◆ **WORK REQUIRED**: The lines to copy are those in the listing below that contain the word "toward".
━━━━━━━━━━━━━━━━━━━━━━━━━━━━━━
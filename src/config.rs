//! Game configuration for the CLI host.

use crate::games::capitals::{DEFAULT_SUGGESTION_LIMIT, MAX_ATTEMPTS};
use derive_getters::Getters;
use derive_more::{Display, Error};
use derive_setters::Setters;
use serde::{Deserialize, Serialize};
use std::path::Path;
use tracing::{debug, info, instrument};

/// Configuration for a game round.
#[derive(Debug, Clone, Getters, Setters, Serialize, Deserialize)]
#[setters(prefix = "with_")]
pub struct GameConfig {
    /// Base URL of the weather worker serving the oracle.
    #[serde(default = "default_worker_url")]
    worker_url: String,

    /// Number of guesses a round allows.
    #[serde(default = "default_max_attempts")]
    max_attempts: usize,

    /// Maximum number of autocomplete suggestions shown per query.
    #[serde(default = "default_suggestion_limit")]
    suggestion_limit: usize,
}

#[instrument]
fn default_worker_url() -> String {
    "https://weatherleworker.hashimownemail.workers.dev/".to_string()
}

#[instrument]
fn default_max_attempts() -> usize {
    MAX_ATTEMPTS
}

#[instrument]
fn default_suggestion_limit() -> usize {
    DEFAULT_SUGGESTION_LIMIT
}

impl GameConfig {
    /// Loads configuration from a TOML file.
    #[instrument(skip(path), fields(path = %path.as_ref().display()))]
    pub fn from_file(path: impl AsRef<Path>) -> Result<Self, ConfigError> {
        debug!("Loading config from file");
        let content = std::fs::read_to_string(path.as_ref())
            .map_err(|e| ConfigError::new(format!("Failed to read config file: {}", e)))?;

        let config: Self = toml::from_str(&content)
            .map_err(|e| ConfigError::new(format!("Failed to parse config: {}", e)))?;

        info!(worker_url = %config.worker_url, "Config loaded successfully");
        Ok(config)
    }

    /// Applies the `WEATHERLE_WORKER_URL` environment override, if set.
    #[instrument(skip(self))]
    pub fn with_env_overrides(mut self) -> Self {
        if let Ok(url) = std::env::var("WEATHERLE_WORKER_URL") {
            info!(worker_url = %url, "Overriding worker URL from environment");
            self.worker_url = url;
        }
        self
    }
}

impl Default for GameConfig {
    fn default() -> Self {
        Self {
            worker_url: default_worker_url(),
            max_attempts: default_max_attempts(),
            suggestion_limit: default_suggestion_limit(),
        }
    }
}

/// Configuration error.
#[derive(Debug, Clone, Display, Error)]
#[display("Config error: {} at {}:{}", message, file, line)]
pub struct ConfigError {
    /// Error message.
    pub message: String,
    /// Line number where error occurred.
    pub line: u32,
    /// Source file where error occurred.
    pub file: &'static str,
}

impl ConfigError {
    /// Creates a new configuration error.
    #[track_caller]
    #[instrument(skip(message))]
    pub fn new(message: String) -> Self {
        let loc = std::panic::Location::caller();
        Self {
            message,
            line: loc.line(),
            file: loc.file(),
        }
    }
}
//! Display-only weather data served alongside the game.
//!
//! The forecast is flavor for the player; the game logic never reads it.
//! The report also carries the secret city's name, which the host reveals
//! once a round reaches a terminal state.

use serde::{Deserialize, Serialize};
use std::fmt::Write as _;

/// One hourly forecast sample.
///
/// The worker sends more fields per hour; only the temperature is kept.
#[derive(Debug, Clone, Copy, PartialEq, Serialize, Deserialize)]
pub struct HourlySample {
    /// Temperature in degrees Celsius.
    pub temp_c: f64,
}

/// Forecast payload for the secret city.
#[derive(Debug, Clone, PartialEq, Serialize, Deserialize)]
pub struct WeatherReport {
    /// Name of the secret city. Display-only, for the end-of-round reveal.
    pub city: String,
    /// Hourly temperature samples, earliest first.
    #[serde(rename = "hourlyData", default)]
    pub hourly: Vec<HourlySample>,
}

impl WeatherReport {
    /// Formats the first 24 samples as a plain text table.
    pub fn forecast_table(&self) -> String {
        let mut table = String::from("24-hour temperature forecast\n");
        if self.hourly.is_empty() {
            table.push_str("  (no samples)\n");
            return table;
        }
        for (hour, sample) in self.hourly.iter().take(24).enumerate() {
            let _ = writeln!(table, "  {:>2}:00  {:>6.1}°C", hour, sample.temp_c);
        }
        table
    }

    /// The secret city's name, for the end-of-round reveal.
    pub fn secret_city(&self) -> &str {
        &self.city
    }
}
//! Guess-session state machine for a single round.

use super::index::CandidateIndex;
use super::types::{GameStatus, GuessAttempt};
use crate::oracle::{Oracle, OracleError};
use derive_more::{Display, Error};
use serde::{Deserialize, Serialize};
use tracing::{debug, info, instrument, warn};

/// Number of guesses a round allows.
pub const MAX_ATTEMPTS: usize = 6;

/// Errors from submitting a guess.
///
/// Both variants are recoverable and leave the session untouched: no attempt
/// is recorded and the status does not change. `UnknownCity` is meant to be
/// shown transiently; when it should disappear again is the host's business.
#[derive(Debug, Clone, Display, Error)]
pub enum GuessError {
    /// The guess is not in the candidate roster. The oracle was never asked.
    #[display("\"{}\" is not a recognized capital city", city)]
    UnknownCity {
        /// The normalized guess that was rejected.
        city: String,
    },
    /// The oracle call failed, so the guess effectively was not submitted.
    #[display("guess evaluation unavailable: {}", source)]
    Unavailable {
        /// The underlying oracle failure.
        source: OracleError,
    },
}

/// Result of a `submit_guess` call that did not error.
#[derive(Debug, Clone, PartialEq)]
pub enum Submission {
    /// The guess was evaluated and appended to the attempt log.
    Recorded {
        /// The attempt just recorded.
        attempt: GuessAttempt,
        /// Session status after the transition.
        status: GameStatus,
    },
    /// The input was ignored: empty guess, terminal status, or exhausted
    /// attempts. The host is expected to have disabled input in those
    /// states, so this is a silent double-check rather than an error.
    Ignored,
}

/// State machine governing one round of the game.
///
/// The session exclusively owns its attempt log. The candidate index is a
/// shared, read-only collaborator that outlives any single round. Callers
/// must serialize submissions: at most one `submit_guess` in flight per
/// session.
#[derive(Debug, Clone, PartialEq, Serialize, Deserialize)]
pub struct GuessSession {
    /// Recorded attempts in submission order. Append-only.
    pub(crate) attempts: Vec<GuessAttempt>,
    /// Current round status.
    pub(crate) status: GameStatus,
    /// Attempt budget for the round.
    pub(crate) max_attempts: usize,
}

impl GuessSession {
    /// Creates a session with the standard six-guess budget.
    #[instrument]
    pub fn new() -> Self {
        Self::with_max_attempts(MAX_ATTEMPTS)
    }

    /// Creates a session with a custom attempt budget.
    #[instrument]
    pub fn with_max_attempts(max_attempts: usize) -> Self {
        info!(max_attempts, "Creating new guess session");
        Self {
            attempts: Vec::new(),
            status: GameStatus::Playing,
            max_attempts,
        }
    }

    /// Recorded attempts in submission order.
    pub fn attempts(&self) -> &[GuessAttempt] {
        &self.attempts
    }

    /// Current round status.
    pub fn status(&self) -> GameStatus {
        self.status
    }

    /// Attempt budget for the round.
    pub fn max_attempts(&self) -> usize {
        self.max_attempts
    }

    /// Guesses left before the round is lost.
    pub fn remaining(&self) -> usize {
        self.max_attempts.saturating_sub(self.attempts.len())
    }

    /// Submits a raw guess for evaluation.
    ///
    /// The guess is normalized and validated against the index before the
    /// oracle round-trip, so invalid input never costs an attempt. An oracle
    /// failure does not cost one either: the failure says nothing about the
    /// guess, and the player keeps all remaining tries.
    ///
    /// Returns `Submission::Ignored` without touching the session when the
    /// guess is empty, the round is over, or the attempt budget is spent.
    ///
    /// # Errors
    ///
    /// - `GuessError::UnknownCity` if the guess is not in the roster.
    /// - `GuessError::Unavailable` if the oracle call fails.
    #[instrument(skip(self, index, oracle), fields(status = %self.status, attempts = self.attempts.len()))]
    pub async fn submit_guess<O>(
        &mut self,
        raw: &str,
        index: &CandidateIndex,
        oracle: &O,
    ) -> Result<Submission, GuessError>
    where
        O: Oracle + ?Sized,
    {
        let city = CandidateIndex::normalize(raw);

        if city.is_empty() || self.status.is_over() || self.attempts.len() >= self.max_attempts {
            debug!("Submission ignored");
            return Ok(Submission::Ignored);
        }

        if !index.contains(&city) {
            debug!(%city, "Guess not in candidate roster");
            return Err(GuessError::UnknownCity { city });
        }

        let verdict = oracle.evaluate(&city).await.map_err(|source| {
            warn!(%city, error = %source, "Oracle call failed; no attempt consumed");
            GuessError::Unavailable { source }
        })?;

        let correct = verdict.correct;
        let attempt = GuessAttempt::new(city, verdict.distance_km, verdict.direction, correct);
        self.attempts.push(attempt.clone());

        self.status = if correct {
            GameStatus::Won
        } else if self.attempts.len() == self.max_attempts {
            GameStatus::Lost
        } else {
            GameStatus::Playing
        };

        info!(
            city = attempt.city(),
            distance_km = attempt.distance_km(),
            direction = attempt.direction(),
            correct,
            status = %self.status,
            attempts = self.attempts.len(),
            "Recorded guess"
        );

        Ok(Submission::Recorded {
            attempt,
            status: self.status,
        })
    }
}

impl Default for GuessSession {
    fn default() -> Self {
        Self::new()
    }
}
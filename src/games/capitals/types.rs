//! Core domain types for the capital-guessing game.

use derive_new::new;
use serde::{Deserialize, Serialize};

/// Status of a game round.
#[derive(
    Debug, Clone, Copy, PartialEq, Eq, Hash, Serialize, Deserialize, strum::Display,
)]
#[serde(rename_all = "lowercase")]
#[strum(serialize_all = "lowercase")]
pub enum GameStatus {
    /// Round is ongoing; guesses are accepted.
    Playing,
    /// The secret city was guessed. Terminal.
    Won,
    /// All attempts were used without a correct guess. Terminal.
    Lost,
}

impl GameStatus {
    /// Returns true once the round has reached a terminal state.
    pub fn is_over(self) -> bool {
        matches!(self, GameStatus::Won | GameStatus::Lost)
    }
}

/// One recorded, oracle-confirmed guess and its outcome.
///
/// Attempts are created once per accepted guess, appended to the session log
/// in submission order, and never mutated afterwards.
#[derive(Debug, Clone, PartialEq, Serialize, Deserialize, new)]
pub struct GuessAttempt {
    /// The normalized guess that was submitted.
    city: String,
    /// Distance from the guess to the secret city, in kilometers.
    distance_km: f64,
    /// Compass label pointing from the guess toward the secret city.
    /// Opaque to the game logic.
    direction: String,
    /// True iff this guess was the secret city.
    correct: bool,
}

impl GuessAttempt {
    /// The guessed city.
    pub fn city(&self) -> &str {
        &self.city
    }

    /// Distance to the secret city in kilometers.
    pub fn distance_km(&self) -> f64 {
        self.distance_km
    }

    /// Compass direction toward the secret city.
    pub fn direction(&self) -> &str {
        &self.direction
    }

    /// Whether this guess won the round.
    pub fn correct(&self) -> bool {
        self.correct
    }
}
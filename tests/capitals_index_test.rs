//! Tests for the candidate index and autocomplete filter.

use weatherle::{CandidateIndex, CAPITALS};

#[test]
fn test_normalize_lowercases_and_trims() {
    assert_eq!(CandidateIndex::normalize("  Paris "), "paris");
    assert_eq!(CandidateIndex::normalize("BUENOS AIRES"), "buenos aires");
    assert_eq!(CandidateIndex::normalize(""), "");
    assert_eq!(CandidateIndex::normalize("   "), "");
}

#[test]
fn test_contains_expects_normalized_input() {
    let index = CandidateIndex::new(["paris", "rome"]);

    assert!(index.contains("paris"));
    assert!(index.contains("rome"));
    // Membership is exact; callers normalize first.
    assert!(!index.contains("Paris"));
    assert!(!index.contains(" paris"));
    assert!(!index.contains("atlantis"));
}

#[test]
fn test_construction_normalizes_entries() {
    let index = CandidateIndex::new(["  Paris ", "ROME"]);

    assert!(index.contains("paris"));
    assert!(index.contains("rome"));
    assert_eq!(index.len(), 2);
}

#[test]
fn test_construction_dedups_preserving_first_occurrence() {
    let index = CandidateIndex::new(["kingston", "oslo", "Kingston", "kingston"]);

    let entries: Vec<&str> = index.entries().iter().map(String::as_str).collect();
    assert_eq!(entries, ["kingston", "oslo"]);
}

#[test]
fn test_construction_drops_blank_names() {
    let index = CandidateIndex::new(["", "   ", "oslo"]);

    assert_eq!(index.len(), 1);
}

#[test]
fn test_suggest_prefix_match() {
    let index = CandidateIndex::new(["paris", "rome"]);

    assert_eq!(index.suggest("pa", 10), vec!["paris"]);
    assert_eq!(index.suggest("", 10), Vec::<&str>::new());
}

#[test]
fn test_suggest_normalizes_the_prefix() {
    let index = CandidateIndex::new(["paris", "rome"]);

    assert_eq!(index.suggest("  PA", 10), vec!["paris"]);
}

#[test]
fn test_suggest_whitespace_prefix_yields_nothing() {
    let index = CandidateIndex::new(["paris", "rome"]);

    assert!(index.suggest("   ", 10).is_empty());
}

#[test]
fn test_suggest_respects_limit() {
    let index = CandidateIndex::builtin();

    assert_eq!(index.suggest("b", 3).len(), 3);
    assert!(index.suggest("b", 100).len() > 3);
}

#[test]
fn test_suggest_returns_declaration_order() {
    let index = CandidateIndex::builtin();

    // Roster order, not alphabetical order.
    assert_eq!(
        index.suggest("pa", 10),
        vec!["paris", "papeete", "palikir", "panama", "paramaribo"]
    );
}

#[test]
fn test_suggest_no_match_yields_nothing() {
    let index = CandidateIndex::builtin();

    assert!(index.suggest("zz", 10).is_empty());
}

#[test]
fn test_builtin_roster_is_normalized_and_unique() {
    let index = CandidateIndex::builtin();

    // The raw roster carries one duplicate ("kingston").
    assert_eq!(index.len(), CAPITALS.len() - 1);
    for entry in index.entries() {
        assert_eq!(entry, &CandidateIndex::normalize(entry));
    }
}

#[test]
fn test_builtin_roster_spans_the_worker_list() {
    let index = CandidateIndex::builtin();

    assert!(index.contains("kabul"));
    assert!(index.contains("buenos aires"));
    assert!(index.contains("washington dc"));
    assert!(index.contains("lusaka"));
}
━━━━━━━━━━━━━━━━━━━━━━━━━━━━━━
◆ **YOUR SOLUTION**:
    /// Compass label pointing from the guess toward the secret city.
    /// Compass direction toward the secret city.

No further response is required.